▸ Your instructions: From the data underneath, reproduce exactly the stretch that begins at the line with "has been closed." and ends after the line with "pub enum PipeError".

(Excerpts from a dataset)
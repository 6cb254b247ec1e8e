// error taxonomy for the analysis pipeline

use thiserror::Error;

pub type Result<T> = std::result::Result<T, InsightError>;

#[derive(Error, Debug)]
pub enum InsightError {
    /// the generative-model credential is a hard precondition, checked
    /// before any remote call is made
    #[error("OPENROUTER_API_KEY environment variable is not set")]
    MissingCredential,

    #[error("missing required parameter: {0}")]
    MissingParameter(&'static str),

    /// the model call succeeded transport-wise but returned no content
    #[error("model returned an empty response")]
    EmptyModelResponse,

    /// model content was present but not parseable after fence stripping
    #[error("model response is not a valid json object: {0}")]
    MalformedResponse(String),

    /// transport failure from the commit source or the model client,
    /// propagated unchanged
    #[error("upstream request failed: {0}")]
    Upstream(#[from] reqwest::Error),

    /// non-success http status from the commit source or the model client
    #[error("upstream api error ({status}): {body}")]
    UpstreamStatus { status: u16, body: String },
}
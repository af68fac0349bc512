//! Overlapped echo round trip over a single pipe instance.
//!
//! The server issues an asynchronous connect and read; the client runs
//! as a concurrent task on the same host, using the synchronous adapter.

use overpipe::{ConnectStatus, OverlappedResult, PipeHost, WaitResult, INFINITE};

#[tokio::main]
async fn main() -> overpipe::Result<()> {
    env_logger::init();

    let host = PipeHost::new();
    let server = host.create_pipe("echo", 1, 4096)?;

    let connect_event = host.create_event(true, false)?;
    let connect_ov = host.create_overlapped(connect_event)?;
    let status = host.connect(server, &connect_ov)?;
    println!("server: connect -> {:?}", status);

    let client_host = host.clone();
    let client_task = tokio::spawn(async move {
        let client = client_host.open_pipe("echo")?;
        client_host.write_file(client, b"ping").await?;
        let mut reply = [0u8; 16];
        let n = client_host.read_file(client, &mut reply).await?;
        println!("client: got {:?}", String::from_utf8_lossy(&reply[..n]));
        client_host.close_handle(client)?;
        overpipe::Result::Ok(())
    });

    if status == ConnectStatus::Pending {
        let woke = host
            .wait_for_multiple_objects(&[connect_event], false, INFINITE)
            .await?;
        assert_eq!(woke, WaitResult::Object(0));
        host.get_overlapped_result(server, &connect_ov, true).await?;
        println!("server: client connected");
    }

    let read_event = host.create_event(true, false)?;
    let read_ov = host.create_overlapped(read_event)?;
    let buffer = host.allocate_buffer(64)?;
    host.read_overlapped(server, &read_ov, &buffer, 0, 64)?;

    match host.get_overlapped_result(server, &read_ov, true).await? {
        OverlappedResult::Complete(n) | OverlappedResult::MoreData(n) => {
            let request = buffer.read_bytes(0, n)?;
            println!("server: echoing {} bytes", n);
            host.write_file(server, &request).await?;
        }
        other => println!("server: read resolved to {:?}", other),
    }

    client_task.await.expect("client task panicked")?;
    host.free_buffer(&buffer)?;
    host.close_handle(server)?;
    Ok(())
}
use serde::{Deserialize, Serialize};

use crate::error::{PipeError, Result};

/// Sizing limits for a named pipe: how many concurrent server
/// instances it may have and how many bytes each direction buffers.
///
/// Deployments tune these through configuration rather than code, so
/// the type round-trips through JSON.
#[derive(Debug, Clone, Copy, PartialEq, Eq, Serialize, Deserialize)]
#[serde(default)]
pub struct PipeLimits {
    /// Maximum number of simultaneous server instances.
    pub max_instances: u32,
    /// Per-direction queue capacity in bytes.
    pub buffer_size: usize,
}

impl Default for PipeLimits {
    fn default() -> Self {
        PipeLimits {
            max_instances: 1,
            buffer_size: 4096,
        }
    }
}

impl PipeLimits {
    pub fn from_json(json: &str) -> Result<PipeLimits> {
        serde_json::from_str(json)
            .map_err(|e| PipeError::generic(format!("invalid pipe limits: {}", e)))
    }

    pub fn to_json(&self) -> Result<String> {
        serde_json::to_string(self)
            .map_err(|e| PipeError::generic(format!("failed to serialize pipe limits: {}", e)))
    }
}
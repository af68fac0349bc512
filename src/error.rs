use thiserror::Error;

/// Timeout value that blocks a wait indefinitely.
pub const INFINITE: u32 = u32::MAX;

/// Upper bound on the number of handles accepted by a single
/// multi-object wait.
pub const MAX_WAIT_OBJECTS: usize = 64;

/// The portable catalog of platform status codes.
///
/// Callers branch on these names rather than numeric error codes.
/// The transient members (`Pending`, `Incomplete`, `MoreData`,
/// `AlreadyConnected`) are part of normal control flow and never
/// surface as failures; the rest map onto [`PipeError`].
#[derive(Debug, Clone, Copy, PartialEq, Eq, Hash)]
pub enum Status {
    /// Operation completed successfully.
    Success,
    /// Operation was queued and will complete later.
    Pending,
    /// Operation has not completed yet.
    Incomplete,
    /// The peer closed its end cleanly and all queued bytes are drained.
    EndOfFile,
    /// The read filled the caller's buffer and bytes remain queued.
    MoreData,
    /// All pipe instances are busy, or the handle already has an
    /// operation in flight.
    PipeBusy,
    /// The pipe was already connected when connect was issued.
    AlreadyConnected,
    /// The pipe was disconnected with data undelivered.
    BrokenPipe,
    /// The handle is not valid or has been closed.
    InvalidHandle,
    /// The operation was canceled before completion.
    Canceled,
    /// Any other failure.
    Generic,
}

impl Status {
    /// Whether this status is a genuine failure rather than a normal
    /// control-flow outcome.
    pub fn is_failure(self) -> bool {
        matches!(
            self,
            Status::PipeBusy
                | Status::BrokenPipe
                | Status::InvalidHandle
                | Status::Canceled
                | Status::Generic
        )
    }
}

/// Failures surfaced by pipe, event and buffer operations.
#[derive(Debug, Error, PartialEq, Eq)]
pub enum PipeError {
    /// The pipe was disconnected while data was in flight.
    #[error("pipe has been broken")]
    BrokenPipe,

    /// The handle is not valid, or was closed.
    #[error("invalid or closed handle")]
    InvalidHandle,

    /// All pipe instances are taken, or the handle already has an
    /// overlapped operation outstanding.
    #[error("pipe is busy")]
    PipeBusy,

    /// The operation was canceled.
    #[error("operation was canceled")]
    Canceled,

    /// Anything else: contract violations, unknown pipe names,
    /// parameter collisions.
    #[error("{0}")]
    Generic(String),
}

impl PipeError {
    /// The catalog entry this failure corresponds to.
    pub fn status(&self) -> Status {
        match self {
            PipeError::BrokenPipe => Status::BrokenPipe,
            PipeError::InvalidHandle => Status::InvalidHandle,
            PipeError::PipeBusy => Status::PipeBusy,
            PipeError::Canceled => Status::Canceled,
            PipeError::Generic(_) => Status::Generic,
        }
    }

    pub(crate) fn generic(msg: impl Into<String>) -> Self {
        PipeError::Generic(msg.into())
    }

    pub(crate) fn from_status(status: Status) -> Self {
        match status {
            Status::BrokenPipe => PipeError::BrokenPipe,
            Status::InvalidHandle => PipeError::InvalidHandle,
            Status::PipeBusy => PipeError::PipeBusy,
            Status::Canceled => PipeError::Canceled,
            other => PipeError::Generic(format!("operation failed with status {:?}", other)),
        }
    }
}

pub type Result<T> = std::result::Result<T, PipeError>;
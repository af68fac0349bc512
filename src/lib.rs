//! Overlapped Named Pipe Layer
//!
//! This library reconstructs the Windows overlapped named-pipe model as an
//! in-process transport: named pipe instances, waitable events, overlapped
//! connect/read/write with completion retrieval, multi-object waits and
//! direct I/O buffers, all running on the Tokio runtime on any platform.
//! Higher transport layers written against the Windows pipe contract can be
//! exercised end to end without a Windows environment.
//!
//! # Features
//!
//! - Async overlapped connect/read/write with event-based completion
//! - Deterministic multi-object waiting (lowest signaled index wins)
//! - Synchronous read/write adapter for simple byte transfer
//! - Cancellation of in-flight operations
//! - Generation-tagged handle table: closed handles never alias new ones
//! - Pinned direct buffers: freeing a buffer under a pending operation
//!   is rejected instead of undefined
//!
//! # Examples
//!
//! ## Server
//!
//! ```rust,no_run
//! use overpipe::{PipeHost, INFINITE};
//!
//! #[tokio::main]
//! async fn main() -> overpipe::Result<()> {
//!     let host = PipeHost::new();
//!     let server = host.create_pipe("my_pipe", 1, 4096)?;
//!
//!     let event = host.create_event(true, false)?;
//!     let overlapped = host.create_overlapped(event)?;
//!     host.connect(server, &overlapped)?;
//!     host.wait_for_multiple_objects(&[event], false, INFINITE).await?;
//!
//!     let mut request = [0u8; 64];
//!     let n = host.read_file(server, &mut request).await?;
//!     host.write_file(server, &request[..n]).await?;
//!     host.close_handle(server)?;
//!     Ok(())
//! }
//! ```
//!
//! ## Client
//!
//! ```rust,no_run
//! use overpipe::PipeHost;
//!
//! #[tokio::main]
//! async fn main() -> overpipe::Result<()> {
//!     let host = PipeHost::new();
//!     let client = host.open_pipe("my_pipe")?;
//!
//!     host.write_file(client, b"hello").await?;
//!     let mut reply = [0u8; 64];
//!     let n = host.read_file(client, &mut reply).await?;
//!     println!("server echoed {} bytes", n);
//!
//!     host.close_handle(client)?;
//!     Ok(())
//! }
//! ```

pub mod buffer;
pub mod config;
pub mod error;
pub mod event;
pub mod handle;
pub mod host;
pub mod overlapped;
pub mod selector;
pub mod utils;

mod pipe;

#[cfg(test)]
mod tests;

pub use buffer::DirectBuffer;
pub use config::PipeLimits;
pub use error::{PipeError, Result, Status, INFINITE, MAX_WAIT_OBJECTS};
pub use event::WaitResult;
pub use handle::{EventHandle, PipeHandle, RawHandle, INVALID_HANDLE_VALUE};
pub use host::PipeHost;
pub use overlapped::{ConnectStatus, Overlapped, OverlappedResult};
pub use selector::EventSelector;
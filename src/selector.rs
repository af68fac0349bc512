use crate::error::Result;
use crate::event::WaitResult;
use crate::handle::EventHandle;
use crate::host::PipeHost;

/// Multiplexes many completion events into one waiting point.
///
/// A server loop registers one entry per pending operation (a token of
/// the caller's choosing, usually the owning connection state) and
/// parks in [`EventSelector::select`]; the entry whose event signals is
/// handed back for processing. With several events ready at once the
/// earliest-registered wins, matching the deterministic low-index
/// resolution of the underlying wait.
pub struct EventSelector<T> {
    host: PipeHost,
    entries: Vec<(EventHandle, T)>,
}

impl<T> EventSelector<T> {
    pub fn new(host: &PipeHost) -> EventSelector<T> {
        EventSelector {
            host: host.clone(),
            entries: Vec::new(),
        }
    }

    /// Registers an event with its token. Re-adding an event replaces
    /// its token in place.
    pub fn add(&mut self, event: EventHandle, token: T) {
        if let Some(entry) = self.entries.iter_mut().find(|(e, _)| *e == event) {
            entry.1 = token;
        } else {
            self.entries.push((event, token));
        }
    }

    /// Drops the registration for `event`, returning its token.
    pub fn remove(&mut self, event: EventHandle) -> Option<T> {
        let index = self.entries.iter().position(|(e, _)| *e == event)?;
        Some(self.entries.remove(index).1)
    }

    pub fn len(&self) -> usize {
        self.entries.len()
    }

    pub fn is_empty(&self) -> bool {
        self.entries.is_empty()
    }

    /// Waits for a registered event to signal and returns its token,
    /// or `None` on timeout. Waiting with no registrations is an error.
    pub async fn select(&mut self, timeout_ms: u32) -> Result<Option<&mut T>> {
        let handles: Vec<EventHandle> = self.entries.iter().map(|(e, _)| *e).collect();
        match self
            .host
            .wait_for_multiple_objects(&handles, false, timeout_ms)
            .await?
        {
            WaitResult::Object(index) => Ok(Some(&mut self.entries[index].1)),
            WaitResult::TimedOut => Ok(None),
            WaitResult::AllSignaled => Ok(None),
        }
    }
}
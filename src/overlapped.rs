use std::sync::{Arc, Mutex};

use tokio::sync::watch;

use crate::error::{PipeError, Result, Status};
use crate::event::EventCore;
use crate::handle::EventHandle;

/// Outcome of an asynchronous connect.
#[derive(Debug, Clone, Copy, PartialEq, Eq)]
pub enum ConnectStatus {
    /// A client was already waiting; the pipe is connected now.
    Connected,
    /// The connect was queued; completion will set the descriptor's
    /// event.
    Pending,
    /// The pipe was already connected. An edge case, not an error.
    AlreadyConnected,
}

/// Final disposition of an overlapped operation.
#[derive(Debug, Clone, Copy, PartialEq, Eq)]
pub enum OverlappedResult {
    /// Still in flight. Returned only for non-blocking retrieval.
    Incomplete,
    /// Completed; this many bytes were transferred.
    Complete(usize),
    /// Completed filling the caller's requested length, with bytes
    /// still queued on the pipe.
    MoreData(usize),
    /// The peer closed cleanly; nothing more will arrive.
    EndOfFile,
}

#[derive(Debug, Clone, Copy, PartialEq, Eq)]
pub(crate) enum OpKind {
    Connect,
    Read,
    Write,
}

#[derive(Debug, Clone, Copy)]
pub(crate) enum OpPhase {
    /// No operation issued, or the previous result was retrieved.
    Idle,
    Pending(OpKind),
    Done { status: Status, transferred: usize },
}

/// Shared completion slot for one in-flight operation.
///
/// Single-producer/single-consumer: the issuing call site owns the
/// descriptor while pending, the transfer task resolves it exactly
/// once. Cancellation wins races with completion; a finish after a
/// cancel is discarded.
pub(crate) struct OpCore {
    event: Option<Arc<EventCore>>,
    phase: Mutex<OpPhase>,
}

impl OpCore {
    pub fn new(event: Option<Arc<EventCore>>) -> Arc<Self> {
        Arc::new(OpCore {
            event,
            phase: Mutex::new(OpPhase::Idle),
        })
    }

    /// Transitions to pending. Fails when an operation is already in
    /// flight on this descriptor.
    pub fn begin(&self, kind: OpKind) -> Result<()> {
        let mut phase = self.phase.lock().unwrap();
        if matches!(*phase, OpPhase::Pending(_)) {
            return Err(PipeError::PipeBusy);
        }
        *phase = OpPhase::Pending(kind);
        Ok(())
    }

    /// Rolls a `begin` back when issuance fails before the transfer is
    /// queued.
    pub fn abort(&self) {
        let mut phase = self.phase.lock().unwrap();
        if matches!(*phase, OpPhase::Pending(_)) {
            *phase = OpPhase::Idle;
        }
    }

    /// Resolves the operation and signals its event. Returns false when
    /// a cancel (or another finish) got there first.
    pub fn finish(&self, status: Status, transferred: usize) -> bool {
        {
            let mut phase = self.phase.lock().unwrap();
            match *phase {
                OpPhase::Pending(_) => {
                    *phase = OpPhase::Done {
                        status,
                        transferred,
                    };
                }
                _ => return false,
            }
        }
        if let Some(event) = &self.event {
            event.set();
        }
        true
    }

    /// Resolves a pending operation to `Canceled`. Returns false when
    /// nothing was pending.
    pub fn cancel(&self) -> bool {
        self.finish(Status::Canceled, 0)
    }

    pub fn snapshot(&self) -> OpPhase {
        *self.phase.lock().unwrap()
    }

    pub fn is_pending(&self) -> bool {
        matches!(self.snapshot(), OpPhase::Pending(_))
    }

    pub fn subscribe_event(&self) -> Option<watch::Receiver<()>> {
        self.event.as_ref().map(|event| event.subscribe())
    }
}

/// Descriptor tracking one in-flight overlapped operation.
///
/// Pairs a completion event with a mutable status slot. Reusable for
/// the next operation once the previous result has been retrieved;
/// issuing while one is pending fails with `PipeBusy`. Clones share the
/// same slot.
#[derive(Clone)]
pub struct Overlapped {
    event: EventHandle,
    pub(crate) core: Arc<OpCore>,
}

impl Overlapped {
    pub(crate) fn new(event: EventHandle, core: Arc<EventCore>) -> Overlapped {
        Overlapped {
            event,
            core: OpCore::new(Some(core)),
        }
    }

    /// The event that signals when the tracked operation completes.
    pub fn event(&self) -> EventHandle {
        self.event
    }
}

▸ Task answer:
    /// The handle is not valid or has been closed.
    InvalidHandle,
    /// The operation was canceled before completion.
    Canceled,
    /// Any other failure.
    Generic,
}

impl Status {
    /// Whether this status is a genuine failure rather than a normal
    /// control-flow outcome.
    pub fn is_failure(self) -> bool {
        matches!(
            self,
            Status::PipeBusy
                | Status::BrokenPipe
                | Status::InvalidHandle
                | Status::Canceled
                | Status::Generic
        )
    }
}

/// Failures surfaced by pipe, event and buffer operations.
#[derive(Debug, Error, PartialEq, Eq)]
pub enum PipeError {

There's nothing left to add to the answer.